This Tuesday at the Democratic National Convention, the keynote speech was delivered, for the first time ever, by an Hispanic. The speaker, photogenic 37-year-old San Antonio mayor Julian Castro, is being billed as the ‘Latino Barack Obama’.
While Castro is not yet a household name outside his native San Antonio, his supporters hope his high-profile appearance at the DNC could launch him into the national spotlight. In 2004, Barack Obama, then a little-known senator from Illinois, came to national prominence overnight after delivering the DNC keynote address.
Castro, the youngest mayor of any top 50 US city, was introduced to politics by his mother, Maria Castro, a political activist who formed a Chicano political party and ran unsuccessfully for San Antonio City Council in 1971.

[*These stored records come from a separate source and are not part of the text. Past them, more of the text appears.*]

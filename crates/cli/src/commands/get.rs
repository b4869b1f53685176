//! Get command: print the value of one constant.

use anyhow::Result;
use wp_env_config::Config;

use crate::error::CliError;

/// Look up `name` and render its value followed by a newline.
///
/// # Errors
///
/// Returns `CliError::ConstantNotDefined` for unknown names and for optional
/// constants that were not supplied.
pub fn run(config: &Config, name: &str) -> Result<String> {
    let value = config
        .constant(name)
        .ok_or_else(|| CliError::ConstantNotDefined(name.to_string()))?;
    Ok(format!("{value}\n"))
}
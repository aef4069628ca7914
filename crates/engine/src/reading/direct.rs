//! Direct reading repository: no caching, retry on transient failure

use std::sync::Arc;

use dataaccess_core::{
    Criteria, DataResult, EntityInfo, EntityRepository, RecordCursor, Value,
};

use super::{Entities, ReadingRepository};
use crate::registry::RepositoryRegistry;
use crate::retry::{retry_on_transient_failure, RetryConfig};

/// Reads straight from the backend serving each entity
///
/// Every operation resolves the backend from the entity's repository name,
/// failing with `Configuration` before any I/O when it is unknown, then runs
/// under [`retry_on_transient_failure`] with the backend's own predicate.
pub struct DirectReadingRepository {
    repositories: Arc<RepositoryRegistry>,
    retry: RetryConfig,
}

impl DirectReadingRepository {
    /// Reader over `repositories` using `retry` for every backend call
    pub fn new(repositories: Arc<RepositoryRegistry>, retry: RetryConfig) -> Self {
        Self {
            repositories,
            retry,
        }
    }

    /// Retry policy in use
    pub fn retry_config(&self) -> &RetryConfig {
        &self.retry
    }

    /// Open a lazy, single-pass cursor
    ///
    /// Only opening the cursor is retried. Errors raised while iterating are
    /// returned to the caller as-is, since a half-consumed cursor cannot be
    /// replayed.
    pub fn read_cursor(&self, entity: &EntityInfo, criteria: &Criteria) -> DataResult<RecordCursor> {
        let backend = self.repositories.reader_for(entity)?;
        retry_on_transient_failure(
            &self.retry,
            "read_cursor",
            |e| backend.is_transient(e),
            || backend.read(entity, criteria),
        )
    }

    /// Open a cursor and consume it with `consume`, retrying the whole pass
    fn with_cursor<T, F>(
        &self,
        operation: &str,
        entity: &EntityInfo,
        criteria: &Criteria,
        mut consume: F,
    ) -> DataResult<T>
    where
        F: FnMut(RecordCursor) -> DataResult<T>,
    {
        let backend: Arc<dyn EntityRepository> = self.repositories.reader_for(entity)?;
        retry_on_transient_failure(
            &self.retry,
            operation,
            |e| backend.is_transient(e),
            || consume(backend.read(entity, criteria)?),
        )
    }
}

impl ReadingRepository for DirectReadingRepository {
    fn read(&self, entity: &EntityInfo, criteria: &Criteria) -> DataResult<Entities> {
        self.with_cursor("read", entity, criteria, |cursor| {
            Ok(Entities::from(cursor.materialize()?))
        })
    }

    fn any(&self, entity: &EntityInfo, criteria: &Criteria) -> DataResult<bool> {
        self.with_cursor("any", entity, criteria, |mut cursor| {
            cursor.next().transpose().map(|first| first.is_some())
        })
    }

    fn read_column(
        &self,
        column: &str,
        entity: &EntityInfo,
        criteria: &Criteria,
    ) -> DataResult<Vec<Value>> {
        self.with_cursor("read_column", entity, criteria, |cursor| {
            cursor.map(|record| record.map(|r| r.column(column))).collect()
        })
    }

    fn count_of(&self, entity: &EntityInfo, criteria: &Criteria) -> DataResult<usize> {
        self.with_cursor("count_of", entity, criteria, |mut cursor| {
            cursor.try_fold(0usize, |count, record| record.map(|_| count + 1))
        })
    }
}
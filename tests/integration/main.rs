//! Integration Tests
//!
//! Cross-crate tests through the public facade, organized by concern:
//! - Cache: fill-once, bypass, staleness, fingerprints
//! - Transactions: atomic batches, idempotent commit, exit actions
//! - Scheduler: re-queue, dead letters, background flushing
//! - Config: `dataaccess.toml` driving a context

#[path = "../common/mod.rs"]
mod common;

mod cache;
mod config;
mod scheduler;
mod transactions;
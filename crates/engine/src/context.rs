//! Data context: the session object tying everything together
//!
//! A [`DataContext`] owns the entity registry, the repository registry, the
//! reading repository chosen by [`ReadMode`] and the transaction scheduler.
//! Nothing is global: two contexts never share caches or metadata.

use std::path::Path;
use std::sync::Arc;

use dataaccess_core::{
    DataResult, Entity, EntityInfo, EntityRegistry, EntityRepository, IsolationLevel,
    TransactionScopeFactory,
};
use tracing::info;

use crate::config::DataAccessConfig;
use crate::getter::DataGetter;
use crate::reading::{
    CacheStats, CachedReadingRepository, DirectReadingRepository, ForcedCacheReadingRepository,
    ReadMode, ReadingRepository,
};
use crate::registry::RepositoryRegistry;
use crate::retry::RetryConfig;
use crate::transaction::{SchedulerFlusher, Transaction, TransactionScheduler};

/// Builder for [`DataContext`]
#[derive(Debug, Default)]
pub struct DataContextBuilder {
    config: DataAccessConfig,
    read_mode: ReadMode,
    repositories: RepositoryRegistry,
    entities: Vec<EntityInfo>,
}

impl DataContextBuilder {
    /// Use `config` instead of the defaults
    pub fn config(mut self, config: DataAccessConfig) -> Self {
        self.config = config;
        self
    }

    /// Load the config from `path`, writing the default file first if missing
    ///
    /// # Errors
    ///
    /// Returns an error if the file cannot be written, read or parsed.
    pub fn config_file(mut self, path: &Path) -> DataResult<Self> {
        DataAccessConfig::write_default_if_missing(path)?;
        self.config = DataAccessConfig::from_file(path)?;
        Ok(self)
    }

    /// Reading strategy
    pub fn read_mode(mut self, read_mode: ReadMode) -> Self {
        self.read_mode = read_mode;
        self
    }

    /// Register a backend that reads and writes
    pub fn backend<B>(self, backend: Arc<B>) -> Self
    where
        B: EntityRepository + TransactionScopeFactory + 'static,
    {
        self.repositories.register_backend(backend);
        self
    }

    /// Register a read-only capability
    pub fn reader(self, reader: Arc<dyn EntityRepository>) -> Self {
        self.repositories.register_reader(reader);
        self
    }

    /// Register a write-only capability
    pub fn writer(self, writer: Arc<dyn TransactionScopeFactory>) -> Self {
        self.repositories.register_writer(writer);
        self
    }

    /// Register metadata for an entity addressed by name
    pub fn entity(mut self, info: EntityInfo) -> Self {
        self.entities.push(info);
        self
    }

    /// Validate the config and assemble the context
    ///
    /// # Errors
    ///
    /// Returns `Configuration` for an invalid config or a duplicate entity.
    pub fn build(self) -> DataResult<DataContext> {
        self.config.validate()?;

        let entities = Arc::new(EntityRegistry::new());
        entities.set_default_cache_timeout(self.config.default_cache_timeout());
        for (name, timeout) in self.config.cache_overrides() {
            entities.override_cache_timeout(name, timeout);
        }
        for info in self.entities {
            entities.register(info)?;
        }

        let retry = self.config.retry_config();
        let repositories = Arc::new(self.repositories);
        let direct = Arc::new(DirectReadingRepository::new(
            Arc::clone(&repositories),
            retry.clone(),
        ));
        let reader: Arc<dyn ReadingRepository> = match self.read_mode {
            ReadMode::Direct => direct,
            ReadMode::Cached => Arc::new(CachedReadingRepository::new(direct)),
            ReadMode::ForcedCache => Arc::new(ForcedCacheReadingRepository::new(direct)),
        };
        let scheduler = Arc::new(TransactionScheduler::new(
            self.config.scheduler.max_commit_attempts,
        ));

        info!(
            target: "dataaccess::config",
            read_mode = ?self.read_mode,
            entities = entities.len(),
            max_attempts = retry.max_attempts,
            "Data context ready"
        );

        Ok(DataContext {
            config: self.config,
            read_mode: self.read_mode,
            retry,
            entities,
            repositories,
            reader,
            scheduler,
        })
    }
}

/// Session object owning metadata, backends, caches and the scheduler
pub struct DataContext {
    config: DataAccessConfig,
    read_mode: ReadMode,
    retry: RetryConfig,
    entities: Arc<EntityRegistry>,
    repositories: Arc<RepositoryRegistry>,
    reader: Arc<dyn ReadingRepository>,
    scheduler: Arc<TransactionScheduler>,
}

impl DataContext {
    /// Start building a context
    pub fn builder() -> DataContextBuilder {
        DataContextBuilder::default()
    }

    /// Getter for entity type `E`
    ///
    /// # Errors
    ///
    /// Returns `Configuration` if `E` describes invalid metadata.
    pub fn get<E: Entity>(&self) -> DataResult<DataGetter> {
        let info = self.entities.info_for::<E>()?;
        Ok(DataGetter::new(info, Arc::clone(&self.reader)))
    }

    /// Getter for an entity registered by name
    pub fn get_by_name(&self, name: &str) -> DataResult<DataGetter> {
        let info = self.entities.by_name(name)?;
        Ok(DataGetter::new(info, Arc::clone(&self.reader)))
    }

    /// Transaction against `repository` that commits when dropped
    ///
    /// # Errors
    ///
    /// Returns `Configuration` if no writer is registered under `repository`.
    pub fn begin_transaction(
        &self,
        repository: &str,
        isolation: IsolationLevel,
    ) -> DataResult<Transaction> {
        let factory = self.repositories.writer(repository)?;
        Ok(Transaction::new(
            factory,
            Arc::clone(&self.entities),
            self.retry.clone(),
            isolation,
        ))
    }

    /// Transaction against `repository` handed to the scheduler when dropped
    pub fn begin_scheduled_transaction(
        &self,
        repository: &str,
        isolation: IsolationLevel,
    ) -> DataResult<Transaction> {
        Ok(self
            .begin_transaction(repository, isolation)?
            .scheduled_on(Arc::clone(&self.scheduler)))
    }

    /// Start a background flusher using the configured interval
    pub fn spawn_flusher(&self) -> DataResult<SchedulerFlusher> {
        SchedulerFlusher::spawn(Arc::clone(&self.scheduler), self.config.flush_interval())
    }

    /// Register a backend after construction
    pub fn register_backend<B>(&self, backend: Arc<B>)
    where
        B: EntityRepository + TransactionScopeFactory + 'static,
    {
        self.repositories.register_backend(backend);
    }

    /// Drop cached results of `entity`
    pub fn invalidate(&self, entity: &str) {
        self.reader.invalidate(entity);
    }

    /// Cache counters, `None` in direct mode
    pub fn cache_stats(&self) -> Option<CacheStats> {
        self.reader.cache_stats()
    }

    /// Transaction scheduler
    pub fn scheduler(&self) -> &Arc<TransactionScheduler> {
        &self.scheduler
    }

    /// Entity metadata registry
    pub fn entities(&self) -> &Arc<EntityRegistry> {
        &self.entities
    }

    /// Backend registry
    pub fn repositories(&self) -> &Arc<RepositoryRegistry> {
        &self.repositories
    }

    /// Reading repository used by every getter
    pub fn reader(&self) -> &Arc<dyn ReadingRepository> {
        &self.reader
    }

    /// Active configuration
    pub fn config(&self) -> &DataAccessConfig {
        &self.config
    }

    /// Reading strategy
    pub fn read_mode(&self) -> ReadMode {
        self.read_mode
    }
}

impl std::fmt::Debug for DataContext {
    fn fmt(&self, f: &mut std::fmt::Formatter<'_>) -> std::fmt::Result {
        f.debug_struct("DataContext")
            .field("read_mode", &self.read_mode)
            .field("entities", &self.entities.len())
            .field("repositories", &self.repositories)
            .field("scheduler", &self.scheduler)
            .finish()
    }
}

He went on to study at Stanford University, majoring in political science and communications. It was at Stanford that Castro made his first foray into politics, campaigning for a student senate seat, and tying with his identical twin brother, also a student at Stanford, for the highest number of seats. He entered Harvard Law School in 1997, and graduated with a Juris Doctor in 2000.
Castro was elected to the San Antonio City Council in 2001 at the age of 26 with 61% of the vote. By 2009 he was mayor.
As the Democrats continue to court the Hispanic vote, they are likely to offer more high-profile roles to Castro, and some are predicting he could eventually make it all the way to the top. Former George W. Bush adviser Mark McKinnon has said that Castro "has a very good chance of becoming the first Hispanic president of the United States."